The Hangman’s Chamber, the grimmest room in the castle, was so named because two of its occupants had, indeed, hanged themselves. In 1611, the same Patrick had retreated for unknown reasons to a dank and gloomy cell-like chamber known only to four people, and lived there until his death. A misshapen monster of a child born to Charlotte and Thomas Lyon-Bowes, Lord Glamis, in 1821, although recorded as a stillbirth, was said to have been entombed in another of the castle’s hidden rooms for over seventy years. And, as a youngster, the Duchess had been told a story about “a guest, who, strolling on the lawn after dinner one night, saw a girl at one of the upstairs windows, gripping the bars and looking white-faced out into the darkness. As he watched, she disappeared. There was a piercing scream; then silence. It was one minute to midnight. A few minutes later the door of one of the towers opened and a hideous old woman ‘with a fiendish face’ staggered out with a sack on her back. At the sight of the guest she [disappeared] into the woods, her black coat billowing....
“Years later, in a convent in Italy, the guest came
across ‘the girl at the Glamis window.’ Her hands had been cut off and her tongue cut out—it had been discovered that she had stumbled on a family secret.” The young Elizabeth Bowes-Lyon was warned by a kitchen maid that “if she dared to look out of the night nursery window late at night, she would see the tongueless woman running across the park, pointing in agony to her bleeding mouth.” Stories were also told about “the Room of Skulls, in which a number of Ogilvys (early enemies of the Bowes-Lyon family) had been immured until, after eating the flesh off their own arms, they died of starvation and crumpled into a heap of bones.”
Yet with all the echoes of its grim past and the presence of ghostly companions, Glamis had a strong hold on the Duchess of York. Remembered by one contemporary as “heavy with atmosphere, sinister, lugubrious,” to the Duchess the medieval castle recalled a time in her life when she and her beloved brother David played hide-and-seek through its maze-like chambers and corridors and the large Bowes-Lyon family sat down each evening at dinner as “two pipers marched round and round the table playing their wild music.” If home would always be the agreeable, but less dramatic, St. Paul’s Walden Bury, Glamis was the enchanted palace of her secure and contented childhood and it kept calling her back.

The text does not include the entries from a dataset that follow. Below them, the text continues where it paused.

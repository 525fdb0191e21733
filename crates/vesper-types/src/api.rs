use serde::{Deserialize, Serialize};
use uuid::Uuid;

use crate::models::{AttachmentRef, ConversationStatus, MessagePrivacy};

// -- JWT Claims --

/// JWT claims shared between the REST middleware and the WebSocket gateway.
#[derive(Debug, Clone, Serialize, Deserialize)]
pub struct Claims {
    pub sub: Uuid,
    pub username: String,
    pub exp: usize,
}

// -- Auth --

#[derive(Debug, Deserialize)]
#[serde(deny_unknown_fields)]
pub struct RegisterRequest {
    pub username: String,
    pub password: String,
}

#[derive(Debug, Serialize)]
pub struct RegisterResponse {
    pub user_id: Uuid,
    pub token: String,
}

#[derive(Debug, Deserialize)]
#[serde(deny_unknown_fields)]
pub struct LoginRequest {
    pub username: String,
    pub password: String,
}

#[derive(Debug, Serialize)]
pub struct LoginResponse {
    pub user_id: Uuid,
    pub username: String,
    pub token: String,
}

// -- Social graph --

#[derive(Debug, Deserialize)]
#[serde(deny_unknown_fields)]
pub struct SetPrivacyRequest {
    pub message_privacy: MessagePrivacy,
}

// -- Conversations --

#[derive(Debug, Serialize)]
pub struct ConversationResponse {
    pub id: Uuid,
    pub participant_ids: [Uuid; 2],
    pub status: ConversationStatus,
    pub last_message_preview: Option<String>,
    pub last_message_at: Option<chrono::DateTime<chrono::Utc>>,
    pub last_message_sender_id: Option<Uuid>,
}

// -- Messages --

#[derive(Debug, Deserialize)]
#[serde(deny_unknown_fields)]
pub struct SendMessageRequest {
    #[serde(default)]
    pub text: String,
    #[serde(default)]
    pub attachments: Vec<AttachmentRef>,
}

#[derive(Debug, Serialize)]
pub struct MessageResponse {
    pub id: Uuid,
    pub seq: i64,
    pub conversation_id: Uuid,
    pub sender_id: Uuid,
    pub text: String,
    pub attachments: Vec<AttachmentRef>,
    pub created_at: chrono::DateTime<chrono::Utc>,
    pub deleted: bool,
    pub reactions: Vec<ReactionGroup>,
    /// Users who have marked this message read.
    pub read_by: Vec<Uuid>,
}

#[derive(Debug, Deserialize)]
#[serde(deny_unknown_fields)]
pub struct MarkReadRequest {
    pub through_seq: i64,
}

// -- Reactions --

#[derive(Debug, Deserialize)]
#[serde(deny_unknown_fields)]
pub struct ReactionRequest {
    pub emoji: String,
}

/// One emoji's reactions on a message, grouped for display.
#[derive(Debug, Serialize)]
pub struct ReactionGroup {
    pub emoji: String,
    pub count: usize,
    pub user_ids: Vec<Uuid>,
}

// -- Attachments --

#[derive(Debug, Serialize)]
pub struct AttachmentUploadResponse {
    pub attachment: AttachmentRef,
}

The family occupied a wing of the house rebuilt in the nineteenth century, overlooking a Dutch garden that was somewhat less forbidding than the rest of the remote fortress. With the exception of the World War I years when Glamis had been converted into a hospital, the Strathmores and, at various times, their married children and their families had spent three months a year there, most usually July through September. While the bloodstains on the stone floors of the unoccupied wings still remained, Lady Strathmore filled their rooms with masses of flowers both real and printed on fabrics and the former Elizabeth Bowes-Lyon’s fondest memories were of “carriage-loads of visitors [who] streamed through the lofty front door.”